▼

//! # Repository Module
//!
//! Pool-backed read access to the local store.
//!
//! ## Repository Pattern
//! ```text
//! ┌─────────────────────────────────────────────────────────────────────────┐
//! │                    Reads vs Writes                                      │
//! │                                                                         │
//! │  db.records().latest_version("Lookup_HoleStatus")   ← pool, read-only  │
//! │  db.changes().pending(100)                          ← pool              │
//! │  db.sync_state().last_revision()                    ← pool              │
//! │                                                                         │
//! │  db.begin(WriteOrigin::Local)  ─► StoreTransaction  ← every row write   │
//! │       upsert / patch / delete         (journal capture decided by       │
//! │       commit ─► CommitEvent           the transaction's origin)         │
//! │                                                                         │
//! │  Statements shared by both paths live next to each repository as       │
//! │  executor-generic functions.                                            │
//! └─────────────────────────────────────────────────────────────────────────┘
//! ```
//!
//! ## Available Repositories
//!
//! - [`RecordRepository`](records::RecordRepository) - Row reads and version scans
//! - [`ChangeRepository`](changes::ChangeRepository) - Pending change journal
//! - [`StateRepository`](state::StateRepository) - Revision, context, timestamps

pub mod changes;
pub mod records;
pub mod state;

▲
▼

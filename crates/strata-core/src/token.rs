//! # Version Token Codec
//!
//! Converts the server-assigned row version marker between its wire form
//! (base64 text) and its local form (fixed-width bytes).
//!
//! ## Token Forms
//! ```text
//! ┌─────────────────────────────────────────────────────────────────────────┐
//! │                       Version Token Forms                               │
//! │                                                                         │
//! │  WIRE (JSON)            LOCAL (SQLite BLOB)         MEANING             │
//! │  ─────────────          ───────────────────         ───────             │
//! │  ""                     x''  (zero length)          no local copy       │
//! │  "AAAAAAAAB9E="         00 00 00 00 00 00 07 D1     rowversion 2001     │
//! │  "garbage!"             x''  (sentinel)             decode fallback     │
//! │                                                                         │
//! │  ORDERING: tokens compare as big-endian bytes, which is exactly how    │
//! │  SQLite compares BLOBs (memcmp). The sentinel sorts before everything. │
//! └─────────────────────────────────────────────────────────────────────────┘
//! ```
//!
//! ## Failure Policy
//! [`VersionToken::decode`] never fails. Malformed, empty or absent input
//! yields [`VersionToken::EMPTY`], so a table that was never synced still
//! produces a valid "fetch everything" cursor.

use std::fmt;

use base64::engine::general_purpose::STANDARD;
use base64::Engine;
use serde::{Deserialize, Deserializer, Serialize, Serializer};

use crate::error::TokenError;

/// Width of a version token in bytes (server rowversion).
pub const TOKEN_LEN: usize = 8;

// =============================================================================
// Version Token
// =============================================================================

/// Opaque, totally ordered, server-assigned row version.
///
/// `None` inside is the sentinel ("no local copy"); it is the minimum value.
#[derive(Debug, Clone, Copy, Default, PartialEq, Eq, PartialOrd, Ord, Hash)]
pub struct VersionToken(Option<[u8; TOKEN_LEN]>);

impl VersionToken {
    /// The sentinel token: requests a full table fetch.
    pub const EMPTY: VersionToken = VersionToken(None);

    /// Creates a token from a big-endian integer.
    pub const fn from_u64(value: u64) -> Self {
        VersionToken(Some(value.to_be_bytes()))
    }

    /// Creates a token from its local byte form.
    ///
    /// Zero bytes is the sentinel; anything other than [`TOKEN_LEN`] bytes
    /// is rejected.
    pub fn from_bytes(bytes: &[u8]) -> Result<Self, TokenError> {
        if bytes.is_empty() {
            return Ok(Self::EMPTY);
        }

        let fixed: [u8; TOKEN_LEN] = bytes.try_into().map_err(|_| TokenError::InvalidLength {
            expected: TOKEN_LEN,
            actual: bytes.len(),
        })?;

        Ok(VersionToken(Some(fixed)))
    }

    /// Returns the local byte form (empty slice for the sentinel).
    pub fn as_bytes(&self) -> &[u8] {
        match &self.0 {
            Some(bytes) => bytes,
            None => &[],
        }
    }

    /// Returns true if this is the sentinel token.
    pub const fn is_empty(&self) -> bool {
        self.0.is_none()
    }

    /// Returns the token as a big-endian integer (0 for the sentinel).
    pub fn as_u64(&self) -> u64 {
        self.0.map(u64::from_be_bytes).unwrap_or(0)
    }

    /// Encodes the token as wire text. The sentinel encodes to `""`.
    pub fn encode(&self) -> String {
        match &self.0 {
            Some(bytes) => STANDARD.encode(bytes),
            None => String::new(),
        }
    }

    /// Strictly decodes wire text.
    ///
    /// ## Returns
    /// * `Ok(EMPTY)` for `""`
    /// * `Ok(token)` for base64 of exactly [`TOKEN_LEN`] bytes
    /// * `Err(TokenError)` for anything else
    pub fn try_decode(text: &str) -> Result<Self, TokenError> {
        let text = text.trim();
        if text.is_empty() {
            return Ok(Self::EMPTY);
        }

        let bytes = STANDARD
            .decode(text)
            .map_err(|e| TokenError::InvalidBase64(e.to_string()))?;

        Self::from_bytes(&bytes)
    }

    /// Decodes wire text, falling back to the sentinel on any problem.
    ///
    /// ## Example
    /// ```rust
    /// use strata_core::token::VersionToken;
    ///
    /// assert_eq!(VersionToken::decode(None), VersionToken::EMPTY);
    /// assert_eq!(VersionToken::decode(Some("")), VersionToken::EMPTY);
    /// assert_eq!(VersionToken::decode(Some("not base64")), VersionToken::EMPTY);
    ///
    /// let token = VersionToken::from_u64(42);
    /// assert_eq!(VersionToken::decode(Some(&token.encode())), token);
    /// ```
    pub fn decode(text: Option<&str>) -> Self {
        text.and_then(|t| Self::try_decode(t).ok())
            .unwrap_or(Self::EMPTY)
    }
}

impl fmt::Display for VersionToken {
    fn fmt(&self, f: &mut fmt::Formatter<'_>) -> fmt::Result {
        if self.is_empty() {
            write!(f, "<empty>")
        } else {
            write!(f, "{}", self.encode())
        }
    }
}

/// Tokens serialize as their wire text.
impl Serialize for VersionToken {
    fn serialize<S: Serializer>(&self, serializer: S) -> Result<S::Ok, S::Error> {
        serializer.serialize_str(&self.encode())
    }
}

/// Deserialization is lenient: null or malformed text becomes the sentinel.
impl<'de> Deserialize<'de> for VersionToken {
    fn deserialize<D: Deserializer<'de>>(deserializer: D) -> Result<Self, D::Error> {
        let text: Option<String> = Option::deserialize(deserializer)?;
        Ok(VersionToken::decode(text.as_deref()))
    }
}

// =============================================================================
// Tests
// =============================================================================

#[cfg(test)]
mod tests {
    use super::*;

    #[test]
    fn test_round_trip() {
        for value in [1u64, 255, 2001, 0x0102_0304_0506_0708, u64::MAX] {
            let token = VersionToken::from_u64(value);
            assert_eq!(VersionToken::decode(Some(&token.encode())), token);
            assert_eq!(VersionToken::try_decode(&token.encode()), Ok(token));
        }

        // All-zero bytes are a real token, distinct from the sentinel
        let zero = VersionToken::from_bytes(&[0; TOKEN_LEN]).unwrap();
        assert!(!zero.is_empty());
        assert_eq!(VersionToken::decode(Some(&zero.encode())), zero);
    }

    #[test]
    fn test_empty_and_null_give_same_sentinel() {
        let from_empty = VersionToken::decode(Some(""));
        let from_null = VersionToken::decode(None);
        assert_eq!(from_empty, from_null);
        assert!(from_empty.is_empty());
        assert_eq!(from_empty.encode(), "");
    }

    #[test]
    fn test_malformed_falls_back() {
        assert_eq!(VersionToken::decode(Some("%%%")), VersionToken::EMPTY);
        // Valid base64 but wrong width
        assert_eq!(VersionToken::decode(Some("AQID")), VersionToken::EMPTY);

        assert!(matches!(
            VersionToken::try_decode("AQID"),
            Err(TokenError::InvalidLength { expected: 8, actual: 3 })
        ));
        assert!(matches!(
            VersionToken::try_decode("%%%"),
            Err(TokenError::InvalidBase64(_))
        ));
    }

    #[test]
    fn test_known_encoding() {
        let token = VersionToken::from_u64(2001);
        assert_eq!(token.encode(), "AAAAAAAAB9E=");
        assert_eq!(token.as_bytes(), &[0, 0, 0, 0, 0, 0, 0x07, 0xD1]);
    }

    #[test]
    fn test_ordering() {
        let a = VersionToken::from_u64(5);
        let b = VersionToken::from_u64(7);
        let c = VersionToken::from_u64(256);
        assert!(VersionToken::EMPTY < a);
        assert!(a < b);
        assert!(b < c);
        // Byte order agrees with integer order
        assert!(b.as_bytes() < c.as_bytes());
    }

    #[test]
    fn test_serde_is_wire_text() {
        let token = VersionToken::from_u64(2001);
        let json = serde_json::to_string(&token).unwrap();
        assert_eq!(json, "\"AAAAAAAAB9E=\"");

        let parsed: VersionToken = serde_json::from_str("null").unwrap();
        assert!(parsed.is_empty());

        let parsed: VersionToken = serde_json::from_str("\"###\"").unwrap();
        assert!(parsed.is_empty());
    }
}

▲

• WHAT TO WORK ON: Identify the lines in the entries that hold "TokenError" and return each one.

• RESPONSE BELOW:
use crate::error::TokenError;
    pub fn from_bytes(bytes: &[u8]) -> Result<Self, TokenError> {
        let fixed: [u8; TOKEN_LEN] = bytes.try_into().map_err(|_| TokenError::InvalidLength {
    /// * `Err(TokenError)` for anything else
    pub fn try_decode(text: &str) -> Result<Self, TokenError> {
            .map_err(|e| TokenError::InvalidBase64(e.to_string()))?;
            Err(TokenError::InvalidLength { expected: 8, actual: 3 })
            Err(TokenError::InvalidBase64(_))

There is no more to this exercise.